Sebagaimana yang dikemukakan di atas, bahwa melalui hukum manusia hendak mencapai ketertiban umum dan keadilan. Namun harus disadari, bahwa ketertiban umum dan keadilan yang hendak dicapai melalui hukum itu harus dapat dicapai dan dipertahankan secara dinamis melalui penyelenggaraan hukum dalam suatu proses social yang diterima oleh masyarakat. Dari segi sosiologis sering dikatakan oleh para ahli sosiologi hukum, bahwa proses pembuatan undang-undang, pelaksanaan undang-undang, maupun peranan-peranan yang tersangkut di dalamnya sangat dipengaruhi oleh kekuatan-kekuatan politik, ekonomi dan sosial budaya.
Di Indonesia terlihat bahwa kekuatan politik sangat mempengaruhi pembentukan dan penegakan hukum, sehingga para pengamat hukum dan masyarakat berpendapat bahwa perkembangan struktur social di Indonesia tidak sesuai dengan hukumnya. Memang bisa dibayangkan bahwa akal yang bekerja berdasarkan kehendak bebas, dapat sampai kepada aneka keputusan yang berbeda atau bersilangan. Untuk itu perlu adanya patokan perilaku yang sedermikian rupa, sehingga dapat dibedakan mana perilaku yang dapat diterima oleh umum dan mana yang tidak. Oleh karena itu pemerintah selaku penyelenggara negara secara politis harus dapat memberikan patokan atau batasan terhadap produk hukum yang dikeluarkan, sehingga tidak terjadi salah tafsir antara berbagai pihak dan kalangan, demi terciptanya kepastian hukum.
Perubahan hukum muncul dari proses politik dan tidak dari tindakan kebijaksanaan oleh lembaga-lembaga hukum untuk memenuhi tuntutan para pejuang politik. Dalam hal ini pemisahan antara hukum dan politik harus jelas, dan pelanggaran hukum harus ditindak dengan tegas tanpa adanya perbedaan.
Kepastian hukum harus mempunyai bobot yang formal dan materil. Kinerja yang formal dihasilkan oleh konsistensi dalam penerapan cara dan prosedur yang relatif sama terhadap suatu perilaku yang menyimpang dari norma hukum.

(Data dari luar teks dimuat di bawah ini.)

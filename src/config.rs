//! Tile map configuration and builder
//!
//! A [`MapConfig`] fixes the grid size, the random seed and the hex layout
//! used to convert tile coordinates into world positions. The same
//! configuration and the same generation calls always produce the same map.

#[cfg(feature = "serde")]
use serde::{Deserialize, Serialize};

use glam::Vec2;

use crate::error::{Result, TileMapError};

/// Largest accepted width or height.
///
/// Voronoi partitioning scans every tile once per site, so very large grids
/// are better split into several maps.
pub const MAX_DIMENSION: usize = 4096;

/// Offsets used to place tiles on a staggered hex layout
///
/// Columns advance by `offset_x`. Rows advance by `offset_y`, and even
/// columns are pushed down by half a row.
#[cfg_attr(feature = "serde", derive(Serialize, Deserialize))]
#[derive(Debug, Clone, Copy, PartialEq)]
pub struct HexLayout {
    /// Horizontal distance between adjacent columns
    pub offset_x: f32,
    /// Vertical distance between adjacent rows
    pub offset_y: f32,
}

impl HexLayout {
    /// Create a layout with custom offsets
    pub fn new(offset_x: f32, offset_y: f32) -> Self {
        Self { offset_x, offset_y }
    }

    /// World position of tile `(x, y)`
    ///
    /// No bounds checking happens here; see
    /// [`TileMap::world_coords`](crate::TileMap::world_coords).
    pub fn to_world(&self, x: i32, y: i32) -> Vec2 {
        let stagger = if x % 2 == 0 { 0.5 * self.offset_y } else { 0.0 };
        Vec2::new(
            (x + 1) as f32 * self.offset_x,
            y as f32 * self.offset_y + stagger,
        )
    }
}

impl Default for HexLayout {
    fn default() -> Self {
        Self {
            offset_x: 1.5,
            offset_y: 2.0,
        }
    }
}

/// Configuration for a tile map
///
/// # Example
///
/// ```rust
/// use voronoi_tilemap::*;
///
/// let config = MapConfigBuilder::new()
///     .width(40).unwrap()
///     .height(20).unwrap()
///     .seed(7)
///     .build()
///     .unwrap();
///
/// assert_eq!(config.tile_count(), 800);
/// ```
#[cfg_attr(feature = "serde", derive(Serialize, Deserialize))]
#[derive(Debug, Clone, Copy, PartialEq)]
pub struct MapConfig {
    /// Grid width in tiles
    pub width: usize,
    /// Grid height in tiles
    pub height: usize,
    /// Seed for the default random source
    pub seed: u64,
    /// Tile-to-world conversion
    pub hex_layout: HexLayout,
}

impl MapConfig {
    /// Total number of tiles
    #[inline]
    pub fn tile_count(&self) -> usize {
        self.width * self.height
    }
}

impl Default for MapConfig {
    fn default() -> Self {
        Self {
            width: 64,
            height: 64,
            seed: 0,
            hex_layout: HexLayout::default(),
        }
    }
}

fn check_dimension(name: &str, value: usize) -> Result<()> {
    if value == 0 || value > MAX_DIMENSION {
        return Err(TileMapError::InvalidConfig(format!(
            "{} must be in 1..={} (got {})",
            name, MAX_DIMENSION, value
        )));
    }
    Ok(())
}

/// Builder for [`MapConfig`] with validation
///
/// Defaults: 64x64 tiles, a random seed, [`HexLayout::default`].
#[derive(Debug, Clone)]
pub struct MapConfigBuilder {
    width: usize,
    height: usize,
    seed: Option<u64>,
    hex_layout: HexLayout,
}

impl MapConfigBuilder {
    /// Create a new builder with default values
    pub fn new() -> Self {
        Self {
            width: 64,
            height: 64,
            seed: None,
            hex_layout: HexLayout::default(),
        }
    }

    /// Set the grid width
    ///
    /// # Errors
    ///
    /// Returns `InvalidConfig` if width is 0 or above [`MAX_DIMENSION`]
    pub fn width(mut self, width: usize) -> Result<Self> {
        check_dimension("width", width)?;
        self.width = width;
        Ok(self)
    }

    /// Set the grid height
    ///
    /// # Errors
    ///
    /// Returns `InvalidConfig` if height is 0 or above [`MAX_DIMENSION`]
    pub fn height(mut self, height: usize) -> Result<Self> {
        check_dimension("height", height)?;
        self.height = height;
        Ok(self)
    }

    /// Set the random seed
    pub fn seed(mut self, seed: u64) -> Self {
        self.seed = Some(seed);
        self
    }

    /// Set the hex layout
    ///
    /// # Errors
    ///
    /// Returns `InvalidConfig` if either offset is not a positive finite number
    pub fn hex_layout(mut self, layout: HexLayout) -> Result<Self> {
        let valid = |v: f32| v.is_finite() && v > 0.0;
        if !valid(layout.offset_x) || !valid(layout.offset_y) {
            return Err(TileMapError::InvalidConfig(format!(
                "hex offsets must be positive (got {}, {})",
                layout.offset_x, layout.offset_y
            )));
        }
        self.hex_layout = layout;
        Ok(self)
    }

    /// Build the configuration
    ///
    /// If no seed was provided, a random one is drawn from the thread RNG.
    pub fn build(self) -> Result<MapConfig> {
        Ok(MapConfig {
            width: self.width,
            height: self.height,
            seed: self.seed.unwrap_or_else(rand::random),
            hex_layout: self.hex_layout,
        })
    }
}

impl Default for MapConfigBuilder {
    fn default() -> Self {
        Self::new()
    }
}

Rawls memberi nilai yang tinggi kepada kinerja formal dari hukum, sehingga hukum dapat memberi jaminan bagi keadilan yang substansial. Namun saat ini terlihat bahwa hukum memberikan desain institusional bagi tindakan otoritas politik negara. Pembentukan dan realitas kerja hukum sangat dipengaruhi oleh sifat serta karakter negara, dan terikat erat pada hubungan-hubungan kekuasaan politik serta proses perubahan tatanan sosial.

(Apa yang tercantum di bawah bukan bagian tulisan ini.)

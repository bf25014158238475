//! Voronoi map generation pipeline
//!
//! partition -> region graph -> terrain population. Every pass rebuilds its
//! output from scratch; nothing is updated incrementally.

pub mod partition;
pub mod populate;
pub mod regions;

pub use partition::{Partition, PartitionCell, VoronoiSite};
pub use regions::{BoundaryCell, InteriorCell, Region, RegionGraph};

use std::sync::atomic::{AtomicBool, Ordering};
use std::sync::Arc;
use std::time::Instant;

use crate::config::MAX_DIMENSION;
use crate::error::{Result, TileMapError};
use crate::grid::Grid;
use crate::random::RandomSource;
use crate::terrain::{PaletteOverride, TerrainStrategy, TerrainType};

/// Shared flag for stopping a running generation
///
/// Cloning shares the flag. Generation checks it between site passes.
#[derive(Debug, Clone, Default)]
pub struct CancelToken(Arc<AtomicBool>);

impl CancelToken {
    pub fn new() -> Self {
        Self::default()
    }

    /// Request cancellation
    pub fn cancel(&self) {
        self.0.store(true, Ordering::Relaxed);
    }

    pub fn is_cancelled(&self) -> bool {
        self.0.load(Ordering::Relaxed)
    }
}

/// Everything produced by one generation pass
#[derive(Debug, Clone, Default)]
pub struct GeneratedWorld {
    pub grid: Grid,
    pub partition: Partition,
    pub graph: RegionGraph,
}

/// Reject grids too large to scan
pub(crate) fn check_dimensions(width: usize, height: usize) -> Result<()> {
    if width > MAX_DIMENSION || height > MAX_DIMENSION {
        return Err(TileMapError::InvalidDimensions { width, height });
    }
    Ok(())
}

/// Run the full pipeline for `sites`
///
/// The grid is first filled tile by tile from the whole `palette` (choices
/// made by `strategy`), then every region overwrites its tiles with terrain
/// from its assigned group.
///
/// # Errors
///
/// - `InvalidDimensions` if either dimension exceeds [`MAX_DIMENSION`]
/// - `InvalidConfig` if `groups` is empty
/// - `Cancelled` if `cancel` is triggered before the partition completes
#[allow(clippy::too_many_arguments)]
pub fn generate_world<S>(
    width: usize,
    height: usize,
    sites: &[VoronoiSite],
    groups: &[S],
    palette: &[TerrainType],
    strategy: &dyn TerrainStrategy,
    rng: &mut dyn RandomSource,
    cancel: Option<&CancelToken>,
) -> Result<GeneratedWorld>
where
    S: AsRef<str>,
{
    check_dimensions(width, height)?;
    if groups.is_empty() {
        return Err(TileMapError::InvalidConfig(
            "at least one terrain group is required".into(),
        ));
    }

    let start = Instant::now();

    let base = PaletteOverride {
        select: |_x: i32, _y: i32| palette.to_vec(),
        base: strategy,
    };
    let mut grid = populate::populate_default(width, height, &base, rng);

    #[cfg(feature = "parallel")]
    let mut partition = partition::partition_parallel(width, height, sites, cancel)?;
    #[cfg(not(feature = "parallel"))]
    let mut partition = partition::partition(width, height, sites, cancel)?;

    let graph = RegionGraph::build(&partition, sites);
    graph.annotate_edge_distances(&mut partition);

    let region_groups = populate::assign_groups(sites, groups, rng)?;
    populate::populate_regions(&mut grid, &graph, &region_groups, palette, rng);

    tracing::debug!(
        width,
        height,
        sites = sites.len(),
        regions = graph.regions().len(),
        elapsed_ms = start.elapsed().as_secs_f64() * 1000.0,
        "generated voronoi map"
    );

    Ok(GeneratedWorld {
        grid,
        partition,
        graph,
    })
}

Dari kenyataan tersebut dapat dilihat bahwa stabilitas politik sangat perlu dijaga agar jangan sampai terjadinya kekacauan dan ketegangan politik, sehingga dapat menciptakan keresahan dalam masyarakat. Secara teoritis, stabilitas politik banyak ditentukan oleh tiga variabel yang berkaitan satu sama lain, yakni perkembangan ekonomi yang memadai, perkembangan perlembagaan baik struktur maupun proses politik, dan partisipasi politik. Adapun yang penting menurut tinjauan kebijakan strategis, ialah sejauh mana lembaga perumus kebijakan dan penyusun peraturan hukum, secara konsisten tetap mengacu kepada sistem nilai yang filosofis supaya setiap garis kebijakan dan aturan hukum yang tercipta, dinilai akomodatif dan responsif terhadap aspirasi masyarakat, secara adil dengan perhatian yang merata. Kearifan politis dengan pendekatan cultural merupakan tuntutan konstitusional seluruh rakyat Indonesia yang struktur sosialnya penuh keanekaragaman, pluralis dan heterogen, beragam-ragam sub etnik, agama, adat istiadat dan unsur-unsur kulturalnya.

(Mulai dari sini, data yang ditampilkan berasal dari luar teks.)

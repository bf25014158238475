//! Example: Generate a Voronoi tile map and look around
//!
//! Run with `RUST_LOG=voronoi_tilemap=debug` to see generation timings.

use tracing_subscriber::EnvFilter;
use voronoi_tilemap::*;

const WIDTH: usize = 60;
const HEIGHT: usize = 24;

fn main() {
    tracing_subscriber::fmt()
        .with_env_filter(EnvFilter::from_default_env())
        .init();

    println!("Voronoi Tile Map Example");
    println!("========================\n");

    let config = MapConfigBuilder::new()
        .width(WIDTH)
        .unwrap()
        .height(HEIGHT)
        .unwrap()
        .seed(42)
        .build()
        .unwrap();
    let mut map = TileMap::from_config(config).expect("Failed to create map");

    let palette = vec![
        TerrainType::new("Grass", "plains")
            .with_colors(["green", "lime"])
            .with_characters(['"', ',', '.']),
        TerrainType::new("Flowers", "plains").with_characters(['*']),
        TerrainType::new("Sand", "desert").with_characters(['.', ':']),
        TerrainType::new("Tree", "forest")
            .with_characters(['T'])
            .blocking_vision(true),
        TerrainType::new("Moss", "forest").with_characters([',']),
        TerrainType::new("Boulder", "hills")
            .with_characters(['O'])
            .blocking_vision(true)
            .blocking_movement(true),
        TerrainType::new("Gravel", "hills").with_characters(['%']),
    ];
    let groups = ["plains", "desert", "forest", "hills"];

    let mut rng = SeededRandom::new(7);
    let sites: Vec<VoronoiSite> = (0..8)
        .map(|id| {
            VoronoiSite::new(
                id,
                rng.rand_int(0, WIDTH as i64 - 1) as i32,
                rng.rand_int(0, HEIGHT as i64 - 1) as i32,
            )
        })
        .collect();

    map.generate_voronoi(WIDTH, HEIGHT, &sites, &groups, &palette)
        .expect("Failed to generate map");

    println!("Regions:");
    for region in map.regions() {
        println!(
            "  Region {}: site=({}, {}), tiles={}, edges={}, corners={}, neighbours={:?}",
            region.id,
            region.site.x,
            region.site.y,
            region.tile_count(),
            region.edge_cells.len(),
            region.corner_cells.len(),
            region.neighbour_ids
        );
    }
    println!();

    let observer = (sites[0].x, sites[0].y);
    let visible = map.fov(10, observer.0, observer.1);
    println!(
        "Observer at {:?} sees {} tiles ({} explored)\n",
        observer,
        visible.len(),
        map.get_explored_cells().len()
    );

    for y in 0..HEIGHT as i32 {
        let row: String = (0..WIDTH as i32)
            .map(|x| {
                if (x, y) == observer {
                    '@'
                } else if !map.is_explored(x, y) {
                    ' '
                } else {
                    map.get_cell(x, y)
                        .and_then(|c| c.terrain.characters.first().copied())
                        .unwrap_or('?')
                }
            })
            .collect();
        println!("{row}");
    }

    if let Some(pos) = map.world_coords(observer.0, observer.1) {
        println!("\nObserver world position: ({:.1}, {:.1})", pos.x, pos.y);
    }
}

Apabila stabilitas politik dan perhatian terhadap kultur masyarakat dapat dijaga, maka hukum senantiasa dapat ditegakkan secara pasti sesuai dengan prosedurnya, tetapi apabila sebaliknya maka tidak mungkin hal tersebut dapat dicapai dengan baik. Dalam kerangka ini perlu dikemukakan suatu peristiwa yang berlangsung pada tahun 1995, berkenaan dengan suatu keputusan pengadilan mengenai sengketa yang menyangkut sebidang tanah di Sentani Irian Jaya, yang memenangkan Hanoch Hebe Ohee yang mewakili suku-suku Ongge dan Hanoch. Namun keputusan yang mewajibkan Gubernur Propinsi Irian Jaya untuk membayar ganti rugi Rp.8.600.000.000,- (delapa milyar enam ratus juta) itu kemudian tidak dapat dilaksanakan, hanya karena surat dari Ketua Mahkamah Agung, yang penerbitannya juga di luar prosedur hukum. Tindakan Ketua Mahkamah Agung itu mencerminkan suatu sodokan berat terhadap kepastian hukum. Ketua Mahkamah Agung seharusnya merupakan benteng kepastian hukum yang terakhir. Andaikata keputusan pengadilan itu memang salah, revisi terhadapnya harus dilakukan sesuai dengan hukum acara yang berlaku, dan dengan surat sakti. Kasus diatas jelas tidak mencerminkan kepastian hukum, karena revisi yang dilakukan oleh Ketua Mahkamah Agung terhadap Keputusan Pengadilan Negeri tidak dilakukan menurut prosedur hukum. Dengan adanya perbedaan keputusan tersebut maka masyarakat jelas merasa tidak puas dan tidak terayomi oleh hukum. Oleh karena itu perlu adanya stabilitas politik dari pemerintah, agar hukum dapat dijalankan sesuai dengan aturan yang telah ditetapkan. Ada beberapa faktor yang dapat digunakan sebagai acuan untuk menuju kepada kepastian hukum, yaitu:
a. Norma-norma yang jelas menetapkan apa yang diharuskan dan apa yang dilarang.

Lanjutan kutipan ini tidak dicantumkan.